Pd e Forza Oderzo delusi  per le poche risorse destinate alle imprese Il sindaco: «Fatto il possibile  per aziende e famiglie»

ODERZO

Il primo scoglio è stato evitato. Il virus non ha risparmiato le finanze del Comune di Oderzo che ha registrato mancate entrate per 375mila euro. Un ammanco a cui gli uffici hanno trovato rimedio usando fondi arrivati dallo Stato e risorse proprie. Se il buco più grosso è quello registrato alla voce “sanzioni amministrative” (in un colpo sono saltati 95mila euro), manca un bel gruzzolo dai parcheggi (44mila euro), dall’imposta di pubblicità (altri 55mila euro), dalla tassa sull’occupazione del suolo pubblico (24. 500 euro), dalla tassa di soggiorno (9mila euro), dal trasporto scolastico (20mila euro) e dall’Imu turistica (15mila euro): «Abbiamo coperto quel buco con i 40mila euro arrivati dallo Stato come ristoro e con i 187mila euro trasferiti da Roma per assicurare le funzioni fondamentali dell’ente», ha spiegato l’assessore al Bilancio Mauro Lorenzon.

Ma non basta: altri 102mila euro sono arrivati dalla rinegoziazione dei mutui, decisione presa in maggio che ha sbloccato 208mila euro nel bilancio 2020 obbligando il Comune a pagare 502mila euro spalmati fino al 2043.

Ma il fatto che quei 208mila dovessero originariamente andare all’azzeramento dell’Imu per le imprese colpite dal lockdown ha fatto storcere il naso alle minoranze: «Siamo delusi. Si era detto che quei soldi sarebbero andati tutti alle imprese», ha fatto notare Alessandro Battel, capogruppo Pd, prima che Tino Alescio (Forza Oderzo) rincarasse la dose: «Alle imprese sono andati pochi soldi e molti di quelli che hanno aderito avevano già deciso di abbassare gli affitti dei locali di loro proprietà», la sua posizione.
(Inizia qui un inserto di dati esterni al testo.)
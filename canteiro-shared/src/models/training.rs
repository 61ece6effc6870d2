//! Training records
//!
//! Regulatory trainings carry an NR code (stored normalized as `NR-35`) and usually an
//! expiry date after which the employee must be retrained.

use chrono::{DateTime, NaiveDate, Utc};
use serde::{Deserialize, Serialize};
use sqlx::{PgPool, Postgres, QueryBuilder};
use std::borrow::Cow;
use uuid::Uuid;
use validator::{Validate, ValidationError};

use super::{double_option, push_set, Page, PageRequest};
use crate::validation::{normalize_nr_code, validate_nr_code};

#[derive(Debug, Clone, Serialize, Deserialize, sqlx::FromRow)]
pub struct Training {
    pub id: Uuid,
    pub company_id: Uuid,
    pub employee_id: Uuid,
    pub title: String,
    pub nr_code: Option<String>,
    pub workload_hours: i16,
    pub instructor: Option<String>,
    pub completed_on: NaiveDate,
    pub expires_on: Option<NaiveDate>,
    pub created_at: DateTime<Utc>,
    pub updated_at: DateTime<Utc>,
}

#[derive(Debug, Clone, Deserialize, Validate)]
#[validate(schema(function = "check_training_dates"))]
pub struct CreateTraining {
    pub employee_id: Uuid,

    #[validate(length(min = 1, max = 255, message = "Title must be 1 to 255 characters"))]
    pub title: String,

    #[validate(custom(function = "validate_nr_code"))]
    pub nr_code: Option<String>,

    #[validate(range(min = 1, max = 1000, message = "Workload must be between 1 and 1000 hours"))]
    pub workload_hours: i16,

    #[validate(length(max = 255))]
    pub instructor: Option<String>,

    pub completed_on: NaiveDate,
    pub expires_on: Option<NaiveDate>,
}

fn check_training_dates(data: &CreateTraining) -> Result<(), ValidationError> {
    match data.expires_on {
        Some(expires) if expires <= data.completed_on => {
            let mut err = ValidationError::new("expires_on");
            err.message = Some(Cow::Borrowed("Expiry must be after completion"));
            Err(err)
        }
        _ => Ok(()),
    }
}

#[derive(Debug, Clone, Default, Deserialize, Validate)]
pub struct UpdateTraining {
    #[validate(length(min = 1, max = 255, message = "Title must be 1 to 255 characters"))]
    pub title: Option<String>,

    #[serde(default, deserialize_with = "double_option")]
    pub nr_code: Option<Option<String>>,

    #[validate(range(min = 1, max = 1000, message = "Workload must be between 1 and 1000 hours"))]
    pub workload_hours: Option<i16>,

    #[serde(default, deserialize_with = "double_option")]
    pub instructor: Option<Option<String>>,

    pub completed_on: Option<NaiveDate>,

    #[serde(default, deserialize_with = "double_option")]
    pub expires_on: Option<Option<NaiveDate>>,
}

impl UpdateTraining {
    /// Normalizes the NR code, returning an error message for an invalid one
    pub fn normalized_nr_code(&self) -> Result<Option<Option<String>>, &'static str> {
        match &self.nr_code {
            Some(Some(code)) => normalize_nr_code(code)
                .map(|c| Some(Some(c)))
                .ok_or("NR code must be between NR-1 and NR-38"),
            other => Ok(other.clone()),
        }
    }
}

#[derive(Debug, Clone, Default, Deserialize)]
pub struct TrainingFilter {
    pub employee_id: Option<Uuid>,
    pub nr_code: Option<String>,
    /// Only trainings expiring on or before this date
    pub expires_before: Option<NaiveDate>,
}

const COLUMNS: &str = "id, company_id, employee_id, title, nr_code, workload_hours, instructor, \
                       completed_on, expires_on, created_at, updated_at";

fn push_filters(qb: &mut QueryBuilder<'_, Postgres>, company_id: Uuid, filter: &TrainingFilter, page: &PageRequest) {
    qb.push(" WHERE company_id = ").push_bind(company_id);

    if let Some(employee_id) = filter.employee_id {
        qb.push(" AND employee_id = ").push_bind(employee_id);
    }
    if let Some(code) = filter.nr_code.as_deref().and_then(normalize_nr_code) {
        qb.push(" AND nr_code = ").push_bind(code);
    }
    if let Some(date) = filter.expires_before {
        qb.push(" AND expires_on <= ").push_bind(date);
    }
    if let Some(pattern) = &page.search {
        qb.push(" AND (title ILIKE ")
            .push_bind(pattern.clone())
            .push(" OR instructor ILIKE ")
            .push_bind(pattern.clone())
            .push(")");
    }
}

impl Training {
    pub const SORTABLE: &'static [&'static str] =
        &["title", "nr_code", "completed_on", "expires_on", "created_at"];

    /// Creates a training record; `None` when the employee is not in the company
    pub async fn create(pool: &PgPool, company_id: Uuid, data: CreateTraining) -> Result<Option<Self>, sqlx::Error> {
        let nr_code = data.nr_code.as_deref().and_then(normalize_nr_code);

        let training = sqlx::query_as::<_, Training>(&format!(
            r#"
            INSERT INTO trainings
                (company_id, employee_id, title, nr_code, workload_hours, instructor, completed_on, expires_on)
            SELECT $1, $2, $3, $4, $5, $6, $7, $8
            WHERE EXISTS (SELECT 1 FROM employees WHERE id = $2 AND company_id = $1)
            RETURNING {}
            "#,
            COLUMNS
        ))
        .bind(company_id)
        .bind(data.employee_id)
        .bind(data.title)
        .bind(nr_code)
        .bind(data.workload_hours)
        .bind(data.instructor)
        .bind(data.completed_on)
        .bind(data.expires_on)
        .fetch_optional(pool)
        .await?;

        Ok(training)
    }

    pub async fn find_by_id(pool: &PgPool, company_id: Uuid, id: Uuid) -> Result<Option<Self>, sqlx::Error> {
        let training = sqlx::query_as::<_, Training>(&format!(
            "SELECT {} FROM trainings WHERE company_id = $1 AND id = $2",
            COLUMNS
        ))
        .bind(company_id)
        .bind(id)
        .fetch_optional(pool)
        .await?;

        Ok(training)
    }

    pub async fn list(
        pool: &PgPool,
        company_id: Uuid,
        filter: &TrainingFilter,
        page: &PageRequest,
    ) -> Result<Page<Self>, sqlx::Error> {
        let mut count = QueryBuilder::new("SELECT COUNT(*) FROM trainings");
        push_filters(&mut count, company_id, filter, page);
        let total: i64 = count.build_query_scalar::<i64>().fetch_one(pool).await?;

        let mut query = QueryBuilder::new(format!("SELECT {} FROM trainings", COLUMNS));
        push_filters(&mut query, company_id, filter, page);
        page.push_tail(&mut query);
        let items = query.build_query_as::<Training>().fetch_all(pool).await?;

        Ok(Page::new(items, total, page))
    }

    /// Partial update; `nr_code` must already be normalized
    pub async fn update(
        pool: &PgPool,
        company_id: Uuid,
        id: Uuid,
        data: UpdateTraining,
    ) -> Result<Option<Self>, sqlx::Error> {
        let mut qb = QueryBuilder::new("UPDATE trainings SET updated_at = NOW()");
        push_set(&mut qb, "title", data.title);
        push_set(&mut qb, "nr_code", data.nr_code);
        push_set(&mut qb, "workload_hours", data.workload_hours);
        push_set(&mut qb, "instructor", data.instructor);
        push_set(&mut qb, "completed_on", data.completed_on);
        push_set(&mut qb, "expires_on", data.expires_on);
        qb.push(" WHERE company_id = ")
            .push_bind(company_id)
            .push(" AND id = ")
            .push_bind(id)
            .push(" RETURNING ")
            .push(COLUMNS);

        let training = qb.build_query_as::<Training>().fetch_optional(pool).await?;

        Ok(training)
    }

    pub async fn delete(pool: &PgPool, company_id: Uuid, id: Uuid) -> Result<bool, sqlx::Error> {
        let result = sqlx::query("DELETE FROM trainings WHERE company_id = $1 AND id = $2")
            .bind(company_id)
            .bind(id)
            .execute(pool)
            .await?;

        Ok(result.rows_affected() > 0)
    }
}

#[cfg(test)]
mod tests {
    use super::*;

    fn training(nr: Option<&str>, expires: Option<NaiveDate>) -> CreateTraining {
        CreateTraining {
            employee_id: Uuid::new_v4(),
            title: "Trabalho em altura".to_string(),
            nr_code: nr.map(str::to_string),
            workload_hours: 8,
            instructor: None,
            completed_on: NaiveDate::from_ymd_opt(2025, 5, 10).unwrap(),
            expires_on: expires,
        }
    }

    #[test]
    fn test_create_validation() {
        assert!(training(Some("nr35"), NaiveDate::from_ymd_opt(2027, 5, 10)).validate().is_ok());
        assert!(training(Some("NR-99"), None).validate().is_err());
        assert!(training(None, NaiveDate::from_ymd_opt(2025, 5, 10)).validate().is_err());
    }

    #[test]
    fn test_update_nr_code_normalization() {
        let patch: UpdateTraining = serde_json::from_str(r#"{"nr_code": "nr 10"}"#).unwrap();
        assert_eq!(patch.normalized_nr_code(), Ok(Some(Some("NR-10".to_string()))));

        let cleared: UpdateTraining = serde_json::from_str(r#"{"nr_code": null}"#).unwrap();
        assert_eq!(cleared.normalized_nr_code(), Ok(Some(None)));

        let bad: UpdateTraining = serde_json::from_str(r#"{"nr_code": "NR-0"}"#).unwrap();
        assert!(bad.normalized_nr_code().is_err());
    }
}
Di diverso avviso la sindaca Maria Scardellato, che fa notare come siano arrivate solo 35 domande di cancellazione dell’Imu nel 2020: «Abbiamo fatto tutto il possibile per aiutare famiglie e imprese in difficoltà, che hanno potuto sentire un’amministrazione vicina», ha detto. Il Comune ha deciso di azzerare l’Imu sui locali destinati alla vendita ma invenduti: «Dal 2021 sarà così per tutta Italia», dice la sindaca. — N.B.